Planetary boundaries, on the other hand, try to measure a mish-mash of stocks and flows. Fertile farmland, for example, is clearly a stock of natural capital. But the amount of fresh water consumed each year is an annual flow of ecosystem services. Atmospheric carbon dioxide concentration is a stock – a sort of anti-ecosystem service, because it represents the opposite of the atmosphere’s ability to absorb further emissions (which are an annual flow). So it all sounds very scholarly, but it needs some cleanup before it will be a clear framework for figuring out what course of action we should be taking.

Planetary Boundaries 2

Johan Rockstrom and company have published a sequel to their original “planetary boundaries” work. Here’s a summary from the Stockholm Resilience Center:

Four of nine planetary boundaries have now been crossed as a result of human activity, says an international team of 18 researchers in the journal Science (16 January 2015). The four are: climate change, loss of biosphere integrity, land-system change, altered biogeochemical cycles (phosphorus and nitrogen).

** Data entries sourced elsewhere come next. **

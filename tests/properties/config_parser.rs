//! Property tests for the key=value config parser.

use std::path::Path;

use proptest::prelude::*;

use dockhand::config::{from_entries, parse_entries};

fn known_key() -> impl Strategy<Value = &'static str> {
    prop::sample::select(vec![
        "host",
        "user",
        "port",
        "ssh_key",
        "remote_dir",
        "service",
        "branch",
        "compose_file",
        "migration_marker",
    ])
}

fn plain_value() -> impl Strategy<Value = String> {
    proptest::string::string_regex("[A-Za-z0-9_./:@-]{1,24}").unwrap()
}

proptest! {
    #![proptest_config(ProptestConfig {
        cases: 128,
        .. ProptestConfig::default()
    })]

    /// PROPERTY: For duplicate keys the last assignment wins.
    #[test]
    fn property_last_duplicate_wins(
        assignments in proptest::collection::vec((known_key(), plain_value()), 1..=16),
    ) {
        let content: String = assignments
            .iter()
            .map(|(k, v)| format!("{}={}\n", k, v))
            .collect();

        let entries = parse_entries(&content);

        for (key, _) in &assignments {
            let (line, expected) = assignments
                .iter()
                .enumerate()
                .rev()
                .find(|(_, (k, _))| k == key)
                .map(|(i, (_, v))| (i + 1, v))
                .unwrap();
            let entry = &entries[*key];
            prop_assert_eq!(&entry.value, expected);
            prop_assert_eq!(entry.line, line);
        }
    }

    /// PROPERTY: Key case never matters.
    #[test]
    fn property_keys_are_case_insensitive(key in known_key(), value in plain_value()) {
        let lower = parse_entries(&format!("{}={}", key, value));
        let upper = parse_entries(&format!("{}={}", key.to_ascii_uppercase(), value));
        prop_assert_eq!(lower, upper);
    }

    /// PROPERTY: Surrounding whitespace and one pair of quotes are not part of the value.
    #[test]
    fn property_quotes_and_padding_stripped(
        key in known_key(),
        value in plain_value(),
        quote in prop::sample::select(vec!["", "\"", "'"]),
    ) {
        let entries = parse_entries(&format!("  {} = {}{}{}  \n", key, quote, value, quote));
        prop_assert_eq!(&entries[key].value, &value);
    }

    /// PROPERTY: Arbitrary input never panics the parser or the loader.
    #[test]
    fn property_parser_never_panics(content in "\\PC{0,400}") {
        let entries = parse_entries(&content);
        let _ = from_entries(&entries, Path::new("/etc/dockhand"));
    }
}
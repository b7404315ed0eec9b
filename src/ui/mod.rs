pub mod context;
pub mod error;
pub mod terminal;
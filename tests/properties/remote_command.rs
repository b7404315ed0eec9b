//! Property tests for shell quoting of remote commands.

use proptest::prelude::*;

use dockhand::domain::{shell_quote, RemoteCommand};

/// Undo POSIX single quoting and backslash escapes
fn shell_unquote(word: &str) -> String {
    let mut out = String::new();
    let mut chars = word.chars();
    let mut quoted = false;
    while let Some(c) = chars.next() {
        match (quoted, c) {
            (true, '\'') => quoted = false,
            (true, c) => out.push(c),
            (false, '\'') => quoted = true,
            (false, '\\') => {
                if let Some(next) = chars.next() {
                    out.push(next);
                }
            }
            (false, c) => out.push(c),
        }
    }
    out
}

proptest! {
    #![proptest_config(ProptestConfig {
        cases: 256,
        .. ProptestConfig::default()
    })]

    /// PROPERTY: Quoting is lossless.
    #[test]
    fn property_quote_round_trips(s in "\\PC{0,40}") {
        prop_assert_eq!(shell_unquote(&shell_quote(&s)), s);
    }

    /// PROPERTY: Words with shell metacharacters are always single-quoted.
    #[test]
    fn property_quoted_word_is_single_token(s in "[a-z]{0,8}[ ;&|$`()<>*?\"'][a-z ;]{0,8}") {
        let quoted = shell_quote(&s);
        prop_assert!(quoted.starts_with('\''));
        prop_assert!(quoted.ends_with('\''));
    }
}

#[cfg(unix)]
proptest! {
    #![proptest_config(ProptestConfig {
        cases: 24,
        .. ProptestConfig::default()
    })]

    /// PROPERTY: A real shell receives exactly the argument that was given.
    #[test]
    fn property_shell_sees_original_argument(arg in "[ -~]{0,30}") {
        let line = RemoteCommand::new("printf").arg("%s").arg(arg.as_str()).render();
        let out = std::process::Command::new("sh")
            .arg("-c")
            .arg(&line)
            .output()
            .unwrap();
        prop_assert!(out.status.success());
        prop_assert_eq!(String::from_utf8_lossy(&out.stdout), arg);
    }
}
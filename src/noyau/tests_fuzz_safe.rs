//! Tests fuzz safe : robustesse + déterminisme + limites contrôlées.
//!
//! But : marteler le moteur sans brûler la machine.
//! - générateurs proptest (profondeur bornée)
//! - budget temps global sur les cas lourds
//! - on accepte certaines erreurs attendues (division par zéro, degré trop élevé, etc.)
//! - invariant clé : toute réponse est un JSON avec SOIT "error" SOIT "result" + "ast"

use std::time::{Duration, Instant};

use proptest::prelude::*;
use serde_json::Value;

use super::repondre_json;
use super::rpn::PROFONDEUR_MAX;

/* ------------------------ Budget anti-gel ------------------------ */

fn budget(start: Instant, max: Duration) {
    if start.elapsed() > max {
        panic!("budget temps dépassé: {:?}", max);
    }
}

/* ------------------------ Helpers fuzz ------------------------ */

fn is_erreur_attendue(msg: &str) -> bool {
    // Liste blanche : erreurs *normales* pour un fuzz,
    // parce que le domaine est volontairement limité.
    msg.contains("division par zéro")
        || msg.contains("non supportée")
        || msg.contains("exposant")
        || msg.contains("degré trop élevé")
        || msg.contains("trop profonde")
        || msg.contains("trop grands")
}

fn check_invariant_reponse(equation: &str, brute: &str) -> Value {
    let v: Value = serde_json::from_str(brute)
        .unwrap_or_else(|e| panic!("JSON invalide pour {equation:?}: {e} ({brute})"));

    match v.get("error") {
        Some(err) => {
            assert!(err.is_string(), "error non textuel: {brute}");
            assert!(v.get("result").is_none() && v.get("ast").is_none());
        }
        None => {
            assert!(v["result"].is_string(), "result manquant: {brute}");
            assert_eq!(v["ast"]["name"], "=", "racine != '=': {brute}");
            assert_eq!(v["ast"]["children"].as_array().map(Vec::len), Some(2));
        }
    }
    v
}

/* ------------------------ Génération d’équations (bornée) ------------------------ */

fn atome() -> impl Strategy<Value = String> {
    prop_oneof![
        (0u32..12).prop_map(|n| n.to_string()),
        (0u32..10, 1u32..100).prop_map(|(a, b)| format!("{a}.{b}")),
        Just("x".to_string()),
    ]
}

fn membre() -> impl Strategy<Value = String> {
    atome().prop_recursive(4, 32, 2, |inner| {
        prop_oneof![
            (inner.clone(), inner.clone()).prop_map(|(a, b)| format!("({a}+{b})")),
            (inner.clone(), inner.clone()).prop_map(|(a, b)| format!("({a}-{b})")),
            (inner.clone(), inner.clone()).prop_map(|(a, b)| format!("({a}*{b})")),
            (inner.clone(), inner.clone()).prop_map(|(a, b)| format!("({a}/{b})")),
            (inner.clone(), 0u32..4).prop_map(|(a, n)| format!("({a})^{n}")),
            inner.prop_map(|a| format!("-{a}")),
        ]
    })
}

/* ------------------------ Helper somme balancée anti pile ------------------------ */

fn somme_balancee(terme: &str, n: usize) -> String {
    let mut items: Vec<String> = (0..n).map(|_| terme.to_string()).collect();
    while items.len() > 1 {
        let mut next = Vec::new();
        let mut i = 0;
        while i < items.len() {
            if i + 1 < items.len() {
                next.push(format!("({}+{})", items[i], items[i + 1]));
                i += 2;
            } else {
                next.push(items[i].clone());
                i += 1;
            }
        }
        items = next;
    }
    items.pop().unwrap_or_else(|| "0".to_string())
}

/// a op b op c ... sans parenthèses : la forme réellement tapée (peigne à gauche).
fn chaine_plate() -> impl Strategy<Value = String> {
    (
        atome(),
        prop::collection::vec((prop_oneof![Just('+'), Just('-'), Just('*')], atome()), 0..120),
    )
        .prop_map(|(tete, suite)| {
            let mut s = tete;
            for (op, a) in suite {
                s.push(op);
                s.push_str(&a);
            }
            s
        })
}

/* ------------------------ Tests ------------------------ */

proptest! {
    #![proptest_config(ProptestConfig::with_cases(200))]

    #[test]
    fn fuzz_safe_reponse_toujours_bien_formee(g in membre(), d in membre()) {
        let equation = format!("{g} = {d}");
        let brute = repondre_json(&equation);
        let v = check_invariant_reponse(&equation, &brute);

        if let Some(err) = v.get("error").and_then(Value::as_str) {
            prop_assert!(
                is_erreur_attendue(err),
                "erreur non attendue: equation={equation:?} err={err}"
            );
        }
    }

    #[test]
    fn fuzz_safe_determinisme(g in membre(), d in membre()) {
        let equation = format!("{g}={d}");
        prop_assert_eq!(repondre_json(&equation), repondre_json(&equation));
    }

    #[test]
    fn fuzz_safe_chaine_plate(g in chaine_plate(), d in atome()) {
        let equation = format!("{g} = {d}");
        let brute = repondre_json(&equation);
        let v = check_invariant_reponse(&equation, &brute);

        if let Some(err) = v.get("error").and_then(Value::as_str) {
            prop_assert!(is_erreur_attendue(err), "equation={equation:?} err={err}");
        }
    }

    #[test]
    fn fuzz_safe_texte_arbitraire_sans_panique(s in "\\PC{0,40}") {
        let brute = repondre_json(&s);
        check_invariant_reponse(&s, &brute);
    }
}

#[test]
fn fuzz_safe_somme_balancee_anti_pile() {
    let t0 = Instant::now();
    let max = Duration::from_millis(500);

    let equation = format!("{} = x", somme_balancee("1/2", 800));
    let brute = repondre_json(&equation);
    budget(t0, max);

    let v = check_invariant_reponse(&equation, &brute);
    // 800*(1/2) = 400
    assert_eq!(v["result"], "x = 400");
}

#[test]
fn fuzz_safe_somme_plate_longue() {
    let t0 = Instant::now();
    let max = Duration::from_secs(2);

    // juste sous le seuil : résolue
    let equation = format!("x{} = 0", "+1".repeat(PROFONDEUR_MAX - 1));
    let v = check_invariant_reponse(&equation, &repondre_json(&equation));
    assert_eq!(v["result"], format!("x = -{}", PROFONDEUR_MAX - 1));

    // au-delà (jusqu’au collage géant) : erreur de domaine, jamais d’abandon
    for n in [PROFONDEUR_MAX, 70, 1_000, 20_000] {
        let equation = format!("x{} = 0", "+1".repeat(n));
        let v = check_invariant_reponse(&equation, &repondre_json(&equation));
        let err = v["error"].as_str().unwrap_or_default();
        assert!(err.contains("trop profonde"), "n={n}: {err}");
        budget(t0, max);
    }
}

#[test]
fn fuzz_safe_puissances_en_chaine() {
    let t0 = Instant::now();
    let max = Duration::from_secs(2);

    for k in 0..6 {
        let equation = format!("2^64{} = x", "^64".repeat(k));
        let v = check_invariant_reponse(&equation, &repondre_json(&equation));
        match k {
            0 => assert_eq!(v["result"], "x = 18446744073709551616"),
            _ => {
                let err = v["error"].as_str().unwrap_or_default();
                assert!(err.contains("trop grands"), "k={k}: {err}");
            }
        }
        budget(t0, max);
    }
}

#[test]
fn fuzz_safe_litteral_geant() {
    let equation = format!("x = 1{}", "0".repeat(5_000));
    let v = check_invariant_reponse(&equation, &repondre_json(&equation));
    assert!(v["error"].as_str().unwrap_or_default().contains("trop grands"));
}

Two of these, climate change and biosphere integrity, are what the scientists call “core boundaries”. Significantly altering either of these “core boundaries” would “drive the Earth System into a new state”.

“Transgressing a boundary increases the risk that human activities could inadvertently drive the Earth System into a much less hospitable state, damaging efforts to reduce poverty and leading to a deterioration of human wellbeing in many parts of the world, including wealthy countries,” …

Nine planetary boundaries
1. Climate change
2. Change in biosphere integrity (biodiversity loss and species extinction)
3. Stratospheric ozone depletion
4. Ocean acidification
5. Biogeochemical flows (phosphorus and nitrogen cycles)
6. Land-system change (for example deforestation)
7. Freshwater use
8. Atmospheric aerosol loading (microscopic particles in the atmosphere that affect climate and living organisms)
9. Introduction of novel entities (e.g. organic pollutants, radioactive materials, nanomaterials, and micro-plastics).